Even more rare to do so at 21 where athletes on his team and whom he competes with are significantly older and more experienced.
One would think that such a gifted athlete would have sailed through youth sport and life without a worry in the world. Always the star and focus of attention right ? Doors open at every turn because of his ability on the field right ?
Well, not exactly.
When we look a little deeper we find a young man who lost his dad to prison when he was 13. Not just lost his dad in critical formative years but lost him with the additional weight of being to incarceration. The man who taught him to through and play, all of a sunder was behind bars for a long, long time.
We don’t need to go any deeper if we have kids and/ or coach them.
This is a major challenge that would take down most young people in its path.
CJ Stroud persevered and found some kind of piece and purpose in football.
As he got closer to university, the challenges were not done.
In this age of testing our kids, Stroud was given some kind of “ability rest” to gauge his abilities to be an elite quarterback. He scored low and many schools and later pro teams were dissuaded from investing in him because of this. Not because of what he showed on the field (which was spectacular) but because of some test of “ability”.
Another challenge, but no where enough to slow this athlete down.
You can read more about CJ Stroud’s story below from The Athletic and ESPN.
Do you know Diana Nyad’s story?
I did not know much about her story.
Watched the Netflix doc on her story a couple of days ago and ….well …wow .
Nyad is the marathon swimmer who is the only person to complete the Cuba to Florida swim in 2013 on her 5th try…..at 64 years old!!
5th try ?
When you factor in the degree of difficulty this particular 100 mile swim + pursuing at 64 years old + failing 4 times and dealing with a history that included sexual abuse above many challenges, we develop a real appreciation not only for the quality of the endeavor but the strength of this person.
As someone closing in on 60 years old, I can tell you , I was inspired on multiple levels.
More on the Diana Nyad story below but they do a great job on this film and I think it should be watched with your teenage kids (warning of scenes that deal with sexual abuse)
These are 2 examples, they are all around us.

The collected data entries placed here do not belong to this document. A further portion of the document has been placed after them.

//! Fetching locked artifacts: local wheelhouse, `file://` and HTTP(S).

use crate::error::FetchError;
use crate::lockfile::LockedArtifact;
use async_trait::async_trait;
use sha2::{Digest, Sha256};
use std::path::{Path, PathBuf};
use std::sync::Arc;
use std::time::Duration;
use tracing::debug;

/// One locked artifact to fetch.
#[derive(Debug, Clone, PartialEq, Eq)]
pub struct Artifact {
    pub package: String,
    pub version: String,
    pub file_name: String,
    pub url: Option<String>,
    pub path: Option<String>,
    pub hash: Option<String>,
    pub size: Option<u64>,
}

impl Artifact {
    pub fn from_locked(package: &str, version: &str, locked: &LockedArtifact) -> Option<Self> {
        Some(Self {
            package: package.to_string(),
            version: version.to_string(),
            file_name: locked.file_name()?,
            url: locked.url.clone(),
            path: locked.path.clone(),
            hash: locked.hash.clone(),
            size: locked.size,
        })
    }
}

#[cfg_attr(test, mockall::automock)]
#[async_trait]
pub trait ArtifactFetcher: Send + Sync {
    async fn fetch(&self, artifact: &Artifact) -> Result<Vec<u8>, FetchError>;
}

/// Check `bytes` against the artifact's `sha256:` hash.
pub fn verify_hash(artifact: &Artifact, bytes: &[u8]) -> Result<(), FetchError> {
    let expected = artifact
        .hash
        .as_deref()
        .and_then(|h| h.strip_prefix("sha256:"))
        .ok_or_else(|| FetchError::Unsupported {
            artifact: artifact.file_name.clone(),
            reason: "no sha256 hash recorded".to_string(),
        })?;
    let actual = hex::encode(Sha256::digest(bytes));
    if !actual.eq_ignore_ascii_case(expected) {
        return Err(FetchError::HashMismatch {
            artifact: artifact.file_name.clone(),
            expected: format!("sha256:{}", expected),
            actual: format!("sha256:{}", actual),
        });
    }
    Ok(())
}

async fn read_local(artifact: &Artifact, path: &Path) -> Result<Vec<u8>, FetchError> {
    match tokio::fs::read(path).await {
        Ok(bytes) => Ok(bytes),
        Err(e) if e.kind() == std::io::ErrorKind::NotFound => Err(FetchError::NotFound {
            artifact: artifact.file_name.clone(),
        }),
        Err(source) => Err(FetchError::Io {
            artifact: artifact.file_name.clone(),
            source,
        }),
    }
}

/// A directory of wheel files, looked up by file name.
#[derive(Debug, Clone)]
pub struct WheelhouseFetcher {
    dir: PathBuf,
}

impl WheelhouseFetcher {
    pub fn new(dir: impl Into<PathBuf>) -> Self {
        Self { dir: dir.into() }
    }
}

#[async_trait]
impl ArtifactFetcher for WheelhouseFetcher {
    async fn fetch(&self, artifact: &Artifact) -> Result<Vec<u8>, FetchError> {
        if artifact.file_name.contains('/') || artifact.file_name.contains("..") {
            return Err(FetchError::Unsupported {
                artifact: artifact.file_name.clone(),
                reason: "file name is not a plain file name".to_string(),
            });
        }
        let path = self.dir.join(&artifact.file_name);
        debug!("Looking up {} in wheelhouse {}", artifact.file_name, self.dir.display());
        read_local(artifact, &path).await
    }
}

/// Fetches by the artifact's recorded location: a lock-relative `path`, a
/// `file://` URL, or an HTTP(S) URL.
#[derive(Debug, Clone)]
pub struct UrlFetcher {
    client: reqwest::Client,
    base_dir: PathBuf,
    timeout: Duration,
}

impl UrlFetcher {
    pub fn new(base_dir: impl Into<PathBuf>, timeout: Duration) -> Self {
        let client = reqwest::Client::builder()
            .timeout(timeout)
            .build()
            .unwrap_or_else(|_| reqwest::Client::new());
        Self {
            client,
            base_dir: base_dir.into(),
            timeout,
        }
    }

    async fn fetch_http(&self, artifact: &Artifact, url: &str) -> Result<Vec<u8>, FetchError> {
        let network = |e: reqwest::Error| FetchError::Network {
            artifact: artifact.file_name.clone(),
            reason: e.to_string(),
        };

        let response = self.client.get(url).send().await.map_err(network)?;
        let status = response.status();
        if status == reqwest::StatusCode::NOT_FOUND {
            return Err(FetchError::NotFound {
                artifact: artifact.file_name.clone(),
            });
        }
        if !status.is_success() {
            return Err(FetchError::Network {
                artifact: artifact.file_name.clone(),
                reason: format!("HTTP {}", status),
            });
        }
        let bytes = response.bytes().await.map_err(network)?;
        Ok(bytes.to_vec())
    }
}

#[async_trait]
impl ArtifactFetcher for UrlFetcher {
    async fn fetch(&self, artifact: &Artifact) -> Result<Vec<u8>, FetchError> {
        let fetch = async {
            if let Some(path) = &artifact.path {
                return read_local(artifact, &self.base_dir.join(path)).await;
            }
            match artifact.url.as_deref() {
                Some(url) if url.starts_with("file://") => {
                    read_local(artifact, Path::new(&url["file://".len()..])).await
                }
                Some(url) if url.starts_with("http://") || url.starts_with("https://") => {
                    debug!("Downloading {}", url);
                    self.fetch_http(artifact, url).await
                }
                Some(url) => Err(FetchError::Unsupported {
                    artifact: artifact.file_name.clone(),
                    reason: format!("unsupported URL scheme in '{}'", url),
                }),
                None => Err(FetchError::NotFound {
                    artifact: artifact.file_name.clone(),
                }),
            }
        };

        tokio::time::timeout(self.timeout, fetch)
            .await
            .map_err(|_| FetchError::Timeout {
                artifact: artifact.file_name.clone(),
                secs: self.timeout.as_secs(),
            })?
    }
}

/// Tries each fetcher in order until one has the artifact.
#[derive(Clone, Default)]
pub struct ChainFetcher {
    fetchers: Vec<Arc<dyn ArtifactFetcher>>,
}

impl ChainFetcher {
    pub fn new() -> Self {
        Self::default()
    }

    pub fn with(mut self, fetcher: Arc<dyn ArtifactFetcher>) -> Self {
        self.fetchers.push(fetcher);
        self
    }

    pub fn len(&self) -> usize {
        self.fetchers.len()
    }

    pub fn is_empty(&self) -> bool {
        self.fetchers.is_empty()
    }
}

#[async_trait]
impl ArtifactFetcher for ChainFetcher {
    async fn fetch(&self, artifact: &Artifact) -> Result<Vec<u8>, FetchError> {
        let mut last_error = None;
        for fetcher in &self.fetchers {
            match fetcher.fetch(artifact).await {
                Ok(bytes) => return Ok(bytes),
                Err(e) if e.is_not_found() => {
                    last_error.get_or_insert(e);
                }
                Err(e) => last_error = Some(e),
            }
        }
        Err(last_error.unwrap_or_else(|| FetchError::NotFound {
            artifact: artifact.file_name.clone(),
        }))
    }
}

#[cfg(test)]
mod tests {
    use super::*;
    use tempfile::TempDir;

    fn artifact(file: &str, content: &[u8]) -> Artifact {
        Artifact {
            package: "a".to_string(),
            version: "1.0".to_string(),
            file_name: file.to_string(),
            url: Some(format!("https://files.invalid/{}", file)),
            path: None,
            hash: Some(format!("sha256:{}", hex::encode(Sha256::digest(content)))),
            size: Some(content.len() as u64),
        }
    }

    #[test]
    fn test_verify_hash() {
        let a = artifact("a-1.0-py3-none-any.whl", b"wheel");
        assert!(verify_hash(&a, b"wheel").is_ok());
        assert!(matches!(
            verify_hash(&a, b"tampered"),
            Err(FetchError::HashMismatch { .. })
        ));

        let unhashed = Artifact { hash: None, ..a };
        assert!(matches!(
            verify_hash(&unhashed, b"wheel"),
            Err(FetchError::Unsupported { .. })
        ));
    }

    #[tokio::test]
    async fn test_wheelhouse_fetch() {
        let temp = TempDir::new().unwrap();
        std::fs::write(temp.path().join("a-1.0-py3-none-any.whl"), b"wheel").unwrap();
        let fetcher = WheelhouseFetcher::new(temp.path());

        let bytes = fetcher
            .fetch(&artifact("a-1.0-py3-none-any.whl", b"wheel"))
            .await
            .unwrap();
        assert_eq!(bytes, b"wheel");

        let err = fetcher
            .fetch(&artifact("b-1.0-py3-none-any.whl", b""))
            .await
            .unwrap_err();
        assert!(err.is_not_found());

        let err = fetcher
            .fetch(&artifact("../a-1.0-py3-none-any.whl", b""))
            .await
            .unwrap_err();
        assert!(matches!(err, FetchError::Unsupported { .. }));
    }

    #[tokio::test]
    async fn test_url_fetcher_file_and_path() {
        let temp = TempDir::new().unwrap();
        let wheel = temp.path().join("a-1.0-py3-none-any.whl");
        std::fs::write(&wheel, b"wheel").unwrap();
        let fetcher = UrlFetcher::new(temp.path(), Duration::from_secs(5));

        let by_url = Artifact {
            url: Some(format!("file://{}", wheel.display())),
            ..artifact("a-1.0-py3-none-any.whl", b"wheel")
        };
        assert_eq!(fetcher.fetch(&by_url).await.unwrap(), b"wheel");

        let by_path = Artifact {
            url: None,
            path: Some("a-1.0-py3-none-any.whl".to_string()),
            ..artifact("a-1.0-py3-none-any.whl", b"wheel")
        };
        assert_eq!(fetcher.fetch(&by_path).await.unwrap(), b"wheel");
    }

    #[tokio::test]
    async fn test_url_fetcher_rejects_unknown_scheme() {
        let temp = TempDir::new().unwrap();
        let fetcher = UrlFetcher::new(temp.path(), Duration::from_secs(5));
        let ftp = Artifact {
            url: Some("ftp://files.example/a.whl".to_string()),
            ..artifact("a.whl", b"")
        };
        assert!(matches!(
            fetcher.fetch(&ftp).await,
            Err(FetchError::Unsupported { .. })
        ));
    }

    #[tokio::test]
    async fn test_chain_falls_through_not_found() {
        let mut missing = MockArtifactFetcher::new();
        missing.expect_fetch().times(1).returning(|a| {
            Err(FetchError::NotFound {
                artifact: a.file_name.clone(),
            })
        });
        let mut present = MockArtifactFetcher::new();
        present
            .expect_fetch()
            .times(1)
            .returning(|_| Ok(b"wheel".to_vec()));

        let chain = ChainFetcher::new()
            .with(Arc::new(missing))
            .with(Arc::new(present));
        let bytes = chain.fetch(&artifact("a.whl", b"wheel")).await.unwrap();
        assert_eq!(bytes, b"wheel");
    }

    #[tokio::test]
    async fn test_chain_reports_real_failure_over_not_found() {
        let mut failing = MockArtifactFetcher::new();
        failing.expect_fetch().returning(|a| {
            Err(FetchError::Timeout {
                artifact: a.file_name.clone(),
                secs: 30,
            })
        });
        let mut missing = MockArtifactFetcher::new();
        missing.expect_fetch().returning(|a| {
            Err(FetchError::NotFound {
                artifact: a.file_name.clone(),
            })
        });

        let chain = ChainFetcher::new()
            .with(Arc::new(failing))
            .with(Arc::new(missing));
        let err = chain.fetch(&artifact("a.whl", b"")).await.unwrap_err();
        assert!(matches!(err, FetchError::Timeout { secs: 30, .. }));
    }

    #[tokio::test]
    async fn test_empty_chain() {
        let err = ChainFetcher::new()
            .fetch(&artifact("a.whl", b""))
            .await
            .unwrap_err();
        assert!(err.is_not_found());
    }
}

We, as coaches and parents are doing a disservice if we don’t prepare our kids for the setbacks they will face, not only on their journey in youth sport but in life.
We are measured by our ability to preservers through obstacles.
Getting through them, and developing inner strength is one of the best gifts we can pass along to the next generation.
Oh, and adults in the room …this is for you to …
…don’t be so surprised when things don’t go according to plan with Junior.
I see many grown ups act as if violated when challenges are thrown in front of our young ones, instead of treating them as part of the process.
Instead of feeling disrespected, let’s teach perseverance and determination , especially if the kids want to pursue something with gusto.
Encourage don’t baby.
Navigate don’t insulate.
Support don’t prevent.
Enjoy your week !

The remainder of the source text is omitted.